The Iconic Painting by Arturo Michelena We Lost (and Recovered) in the U.S.

Many of us admired the copy of ‘The Sick Child’ at the National Art Gallery of Venezuela. Axel Stein managed to reconstruct the complete history of this work, in Venezuelan hands in the U.S.

original
This is the original Sick Child by Arturo Michelena

Axel Stein, a curator and Venezuelan art consultant who headed Sotheby’s Department of Latin American Art, didn’t expect that a curious fact from the catalog of the exhibition Genius and glory of Arturo Michelena, 1863-1898 on the Centenary of his death (Gallery of National Art in 1998) would take him on a journey. 

Reading the text by Venezuelan researchers Rafael Romero and Juan Ignacio Parra Schlageter, who were in charge of the exhibition, Stein discovered that The Sick Child (1886), by the painter Arturo Michelena, exhibited for many years at the Galería de Arte Nacional in Caracas, was a copy made by the same artist. The original piece had disappeared a century ago.
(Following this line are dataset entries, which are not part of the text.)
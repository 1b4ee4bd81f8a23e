// Build the reports shown by `list` and lay them out as text tables.

use std::fmt::{Display, Formatter};

use chrono::{DateTime, Duration, Local, Utc};

use crate::data::{Collection, Tracker};
use crate::error::Result;

/// Print the duration in a HH:MM:SS format
pub fn pretty_duration(d: &Duration) -> String {
    format!(
        "{:02}:{:02}:{:02}",
        d.num_hours(),
        d.num_minutes() % 60,
        d.num_seconds() % 60
    )
}

fn local_time(t: &DateTime<Utc>) -> String {
    t.with_timezone(&Local).format("%Y-%m-%d %H:%M:%S").to_string()
}

#[derive(Clone, PartialEq, Eq, Debug)]
pub struct SummaryRow {
    pub label: String,
    pub duration: Duration,
    pub running: bool,
}

#[derive(Clone, PartialEq, Eq, Debug)]
pub struct IntervalRow {
    pub start: DateTime<Utc>,
    pub end: Option<DateTime<Utc>>,
    pub duration: Duration,
}

#[derive(Clone, PartialEq, Eq, Debug)]
pub struct Detail {
    pub label: String,
    pub rows: Vec<IntervalRow>,
    pub total: Duration,
}

/// What `list` shows: every tracker with its total, or the intervals of one tracker.
#[derive(Clone, PartialEq, Eq, Debug)]
pub enum Report {
    Summary(Vec<SummaryRow>),
    Detail(Detail),
}

/// Totals of every tracker in the collection, measured against a single `now`.
pub fn summary(collection: &Collection, now: DateTime<Utc>) -> Result<Report> {
    let rows = collection
        .trackers()
        .iter()
        .map(|t| {
            Ok(SummaryRow {
                label: t.label().to_string(),
                duration: t.duration(now)?,
                running: t.is_running(),
            })
        })
        .collect::<Result<Vec<_>>>()?;

    Ok(Report::Summary(rows))
}

/// Every interval of one tracker.
pub fn detail(tracker: &Tracker, now: DateTime<Utc>) -> Result<Report> {
    let rows = tracker
        .intervals()
        .iter()
        .map(|i| {
            Ok(IntervalRow {
                start: i.start(),
                end: i.end(),
                duration: i.duration(now)?,
            })
        })
        .collect::<Result<Vec<_>>>()?;
    let total = rows.iter().fold(Duration::zero(), |a, r| a + r.duration);

    Ok(Report::Detail(Detail {
        label: tracker.label().to_string(),
        rows,
        total,
    }))
}

// Left aligned columns separated by two spaces. The last column is not padded.
fn write_table(f: &mut Formatter<'_>, header: &[&str], rows: &[Vec<String>]) -> std::fmt::Result {
    let mut widths: Vec<usize> = header.iter().map(|h| h.chars().count()).collect();
    for row in rows {
        for (width, cell) in widths.iter_mut().zip(row) {
            *width = (*width).max(cell.chars().count());
        }
    }

    let header: Vec<String> = header.iter().map(|h| h.to_string()).collect();
    for row in std::iter::once(&header).chain(rows) {
        let mut line = String::new();
        for (i, cell) in row.iter().enumerate() {
            if i + 1 == row.len() {
                line.push_str(cell);
            } else {
                line.push_str(&format!("{:<width$}  ", cell, width = widths[i]));
            }
        }
        writeln!(f, "{}", line.trim_end())?;
    }

    Ok(())
}

impl Display for Report {
    fn fmt(&self, f: &mut Formatter<'_>) -> std::fmt::Result {
        match self {
            Report::Summary(rows) => {
                let rows: Vec<Vec<String>> = rows
                    .iter()
                    .map(|r| {
                        vec![
                            r.label.clone(),
                            pretty_duration(&r.duration),
                            if r.running { "Running" } else { "Stopped" }.to_string(),
                        ]
                    })
                    .collect();
                write_table(f, &["Label", "Duration", "Status"], &rows)
            }
            Report::Detail(detail) => {
                let rows: Vec<Vec<String>> = detail
                    .rows
                    .iter()
                    .map(|r| {
                        vec![
                            local_time(&r.start),
                            r.end
                                .as_ref()
                                .map(local_time)
                                .unwrap_or_else(|| "Running".to_string()),
                            pretty_duration(&r.duration),
                        ]
                    })
                    .collect();
                write_table(f, &["Start", "End", "Duration"], &rows)?;
                writeln!(
                    f,
                    "Total for \"{}\": {}",
                    detail.label,
                    pretty_duration(&detail.total)
                )
            }
        }
    }
}
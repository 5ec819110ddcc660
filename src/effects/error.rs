//! Step failure reasons.

use serde::{Deserialize, Serialize};

use crate::core::EntityId;
use crate::host::Collaborator;

/// Why a single step could not apply.
///
/// None of these are fatal to the process. Whether one stops the pipeline
/// depends on the phase it happened in (see `pipeline::FailurePolicy`).
#[derive(Clone, Debug, PartialEq, Eq, Serialize, Deserialize, thiserror::Error)]
pub enum StepError {
    #[error("no {0} available")]
    MissingCollaborator(Collaborator),

    #[error("not enough energy: need {required}, have {available}")]
    InsufficientEnergy { required: i64, available: i64 },

    #[error("invalid amount {0}")]
    InvalidAmount(i64),

    #[error("unknown parameter `{0}`")]
    MissingParam(String),

    #[error("source card {0} is not in hand")]
    SourceNotInHand(EntityId),

    #[error("confirmation declined")]
    Declined,

    #[error("combat request has no opponents")]
    NoOpponents,
}

/// Which list of an ability a step belongs to.
#[derive(Clone, Copy, Debug, PartialEq, Eq, Hash, Serialize, Deserialize)]
pub enum StepPhase {
    Cost,
    Effect,
}

/// A recorded step failure.
#[derive(Clone, Debug, PartialEq, Eq, Serialize, Deserialize)]
pub struct StepFailure {
    pub phase: StepPhase,
    /// Index into the cost or effect list.
    pub index: usize,
    pub error: StepError,
}

impl std::fmt::Display for StepFailure {
    fn fmt(&self, f: &mut std::fmt::Formatter<'_>) -> std::fmt::Result {
        let phase = match self.phase {
            StepPhase::Cost => "cost",
            StepPhase::Effect => "effect",
        };
        write!(f, "{phase} #{} failed: {}", self.index, self.error)
    }
}

#[cfg(test)]
mod tests {
    use super::*;

    #[test]
    fn test_error_messages() {
        assert_eq!(
            StepError::MissingCollaborator(Collaborator::Stats).to_string(),
            "no player stats available"
        );
        assert_eq!(
            StepError::InsufficientEnergy { required: 3, available: 1 }.to_string(),
            "not enough energy: need 3, have 1"
        );
        assert_eq!(
            StepError::SourceNotInHand(EntityId(4)).to_string(),
            "source card Entity(4) is not in hand"
        );
    }

    #[test]
    fn test_failure_display() {
        let failure = StepFailure {
            phase: StepPhase::Effect,
            index: 2,
            error: StepError::InvalidAmount(-3),
        };
        assert_eq!(failure.to_string(), "effect #2 failed: invalid amount -3");
    }
}
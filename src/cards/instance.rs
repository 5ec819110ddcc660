//! Card instances - runtime card state.
//!
//! `CardInstance` is one physical copy of a card in the encounter. It pairs a
//! unique `EntityId` with a shared, immutable `CardDefinition`; cloning an
//! instance is cheap because the definition is reference-counted.

use std::sync::Arc;

use serde::{Deserialize, Serialize};

use super::definition::{CardColor, CardDefinition, CardId};
use crate::core::entity::EntityId;

/// A card instance.
#[derive(Clone, Debug, PartialEq, Serialize, Deserialize)]
pub struct CardInstance {
    /// Unique entity ID for this instance.
    pub entity_id: EntityId,

    /// Shared definition.
    pub definition: Arc<CardDefinition>,
}

impl CardInstance {
    /// Create a card instance.
    #[must_use]
    pub fn new(entity_id: EntityId, definition: Arc<CardDefinition>) -> Self {
        Self {
            entity_id,
            definition,
        }
    }

    /// Definition ID.
    #[must_use]
    pub fn card_id(&self) -> CardId {
        self.definition.id
    }

    /// Colour class.
    #[must_use]
    pub fn color(&self) -> CardColor {
        self.definition.color
    }

    /// Combat value.
    #[must_use]
    pub fn value(&self) -> i64 {
        self.definition.value
    }

    /// Display name.
    #[must_use]
    pub fn name(&self) -> &str {
        &self.definition.name
    }
}

impl std::fmt::Display for CardInstance {
    fn fmt(&self, f: &mut std::fmt::Formatter<'_>) -> std::fmt::Result {
        write!(f, "{} [{}]", self.definition.name, self.entity_id)
    }
}

#[cfg(test)]
mod tests {
    use super::*;

    fn sword() -> Arc<CardDefinition> {
        Arc::new(CardDefinition::new(CardId::new(1), "Sword", CardColor::Red).with_value(3))
    }

    #[test]
    fn test_card_instance_accessors() {
        let instance = CardInstance::new(EntityId(10), sword());

        assert_eq!(instance.entity_id, EntityId(10));
        assert_eq!(instance.card_id(), CardId::new(1));
        assert_eq!(instance.color(), CardColor::Red);
        assert_eq!(instance.value(), 3);
        assert_eq!(instance.name(), "Sword");
        assert_eq!(format!("{}", instance), "Sword [Entity(10)]");
    }

    #[test]
    fn test_instances_share_definition() {
        let def = sword();
        let a = CardInstance::new(EntityId(1), Arc::clone(&def));
        let b = CardInstance::new(EntityId(2), Arc::clone(&def));

        assert!(Arc::ptr_eq(&a.definition, &b.definition));
        assert_ne!(a, b);
    }

    #[test]
    fn test_card_instance_serialization() {
        let instance = CardInstance::new(EntityId(10), sword());

        let json = serde_json::to_string(&instance).unwrap();
        let deserialized: CardInstance = serde_json::from_str(&json).unwrap();

        assert_eq!(instance, deserialized);
    }
}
This is the copy that is in Venezuela, much darker than the original

The original was painted during Michelena’s time in Paris. At only 22 years old, the painter born in Valencia, Venezuela won a scholarship created by the government of Joaquín Crespo in 1883 to commemorate the centenary of the birth of Simón Bolívar. This opportunity allowed him to study fine arts in Paris. Two years later, on March 6, 1885, he embarked on the ship Ville de Paris with renowned painter Martín Tovar y Tovar, who had just finished the famous battle scenes at the Elliptical Hall of the Legislative Palace and was returning to Paris, where he became the protégé of Venezuelans Bernardo and Ana María Tarbes, and enrolled in the prestigious Academie Julian, where another genius of Venezuelan arts, Cristóbal Rojas, was already studying.

This photograph, owned by the Tarbes Archive, shows Michelena (left) in Paris with Rojas and other artists

French portraitist Jean-Paul Laurens, who mentored Michelena’s work at the Academie, quickly discovered the young man’s talent. In 1887, Laurens proposed that Michelena should exhibit at the Salon of French Artists. Michelena sent the Enfant malade and La visite electorale (The electoral visit). The Salon awarded him the Médaille d’Or in second class.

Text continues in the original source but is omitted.